The Herald cited the rise of digital media, along with “pension and retirement liabilities” as reasons for the bankruptcy and sale.

At its peak in 2000, the Herald had 900 employees and today has 240.

Meanwhile, old media has been taking some tremendous journalistic hits recently.

Last week ABC News inaccurately reported that President Donald Trump had instructed Gen. Mike Flynn to contact the Russians during the presidential campaign. It later had to apologize and correct the record by reporting that the order came after Trump had been elected president.

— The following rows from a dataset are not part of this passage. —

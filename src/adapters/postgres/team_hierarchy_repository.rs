//! PostgreSQL implementation of TeamHierarchyRepository.
//!
//! The nested team map is stored as one JSONB value per organisation and
//! revalidated when loaded. The `version` column guards replacements the
//! same way as for decisions.

use async_trait::async_trait;
use sqlx::types::Json;
use sqlx::{PgPool, Row};

use crate::domain::foundation::{DomainError, ErrorCode, OrganisationId, Timestamp, Version};
use crate::domain::team::TeamHierarchy;
use crate::ports::TeamHierarchyRepository;

/// PostgreSQL implementation of TeamHierarchyRepository.
#[derive(Clone)]
pub struct PostgresTeamHierarchyRepository {
    pool: PgPool,
}

impl PostgresTeamHierarchyRepository {
    pub fn new(pool: PgPool) -> Self {
        Self { pool }
    }
}

#[async_trait]
impl TeamHierarchyRepository for PostgresTeamHierarchyRepository {
    async fn find(
        &self,
        organisation_id: &OrganisationId,
    ) -> Result<Option<TeamHierarchy>, DomainError> {
        let row = sqlx::query(
            "SELECT teams, version FROM team_hierarchies WHERE organisation_id = $1",
        )
        .bind(organisation_id.as_str())
        .fetch_optional(&self.pool)
        .await
        .map_err(|e| DomainError::database("Failed to fetch team hierarchy", e))?;

        let Some(row) = row else {
            return Ok(None);
        };
        let Json(hierarchy): Json<TeamHierarchy> = row
            .try_get("teams")
            .map_err(|e| DomainError::database("Failed to decode team hierarchy", e))?;
        let version: i64 = row
            .try_get("version")
            .map_err(|e| DomainError::database("Failed to decode team hierarchy version", e))?;
        let version = u32::try_from(version)
            .map_err(|e| DomainError::database("Invalid team hierarchy version", e))
            .and_then(|v| {
                Version::from_u32(v)
                    .map_err(|e| DomainError::database("Invalid team hierarchy version", e))
            })?;

        Ok(Some(hierarchy.with_version(version)))
    }

    async fn save(
        &self,
        organisation_id: &OrganisationId,
        hierarchy: &TeamHierarchy,
    ) -> Result<(), DomainError> {
        let expected = hierarchy.version();
        let next = expected.increment();

        // A fresh tree may only claim an empty slot; a loaded one must
        // still match the stored version.
        let query = if expected.is_initial() {
            sqlx::query(
                r#"
                INSERT INTO team_hierarchies (organisation_id, teams, version, updated_at)
                VALUES ($1, $2, $3, $4)
                ON CONFLICT (organisation_id) DO NOTHING
                "#,
            )
        } else {
            sqlx::query(
                r#"
                UPDATE team_hierarchies SET teams = $2, version = $3, updated_at = $4
                WHERE organisation_id = $1 AND version = $5
                "#,
            )
        };

        let result = query
            .bind(organisation_id.as_str())
            .bind(Json(hierarchy))
            .bind(next.as_i64())
            .bind(*Timestamp::now().as_datetime())
            .bind(expected.as_i64())
            .execute(&self.pool)
            .await
            .map_err(|e| DomainError::database("Failed to save team hierarchy", e))?;

        if result.rows_affected() == 0 {
            let actual = sqlx::query_scalar::<_, i64>(
                "SELECT version FROM team_hierarchies WHERE organisation_id = $1",
            )
            .bind(organisation_id.as_str())
            .fetch_optional(&self.pool)
            .await
            .map_err(|e| DomainError::database("Failed to read team hierarchy version", e))?;

            return Err(DomainError::version_conflict(
                "Team hierarchy",
                organisation_id,
                expected,
                actual.map_or_else(|| "none".to_string(), |v| v.to_string()),
            ));
        }

        Ok(())
    }

    async fn delete(&self, organisation_id: &OrganisationId) -> Result<(), DomainError> {
        let result = sqlx::query("DELETE FROM team_hierarchies WHERE organisation_id = $1")
            .bind(organisation_id.as_str())
            .execute(&self.pool)
            .await
            .map_err(|e| DomainError::database("Failed to delete team hierarchy", e))?;

        if result.rows_affected() == 0 {
            return Err(DomainError::new(
                ErrorCode::TeamHierarchyNotFound,
                format!("Team hierarchy not found for organisation {}", organisation_id),
            ));
        }
        Ok(())
    }
}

This week CNN reported that Donald Trump Jr. was given access to WikiLeaks documents detrimental to the Hillary Clinton presidential campaign before they became distributed to the world. Later the network corrected itself by explaining that WikiLeaks emailed a link to the documents after they were released worldwide.

Those two stories followed reports that Secretary of State Rex Tillerson was resigning two weeks ago. Those reports were denied by Tillerson in an excoriating statement to the media on Wednesday during a press conference at NATO headquarters in Brussels.

“This is a narrative that keeps coming up about every six weeks,” Tillerson responded. “And I would say you all need to get some new sources because your story keeps being wrong.”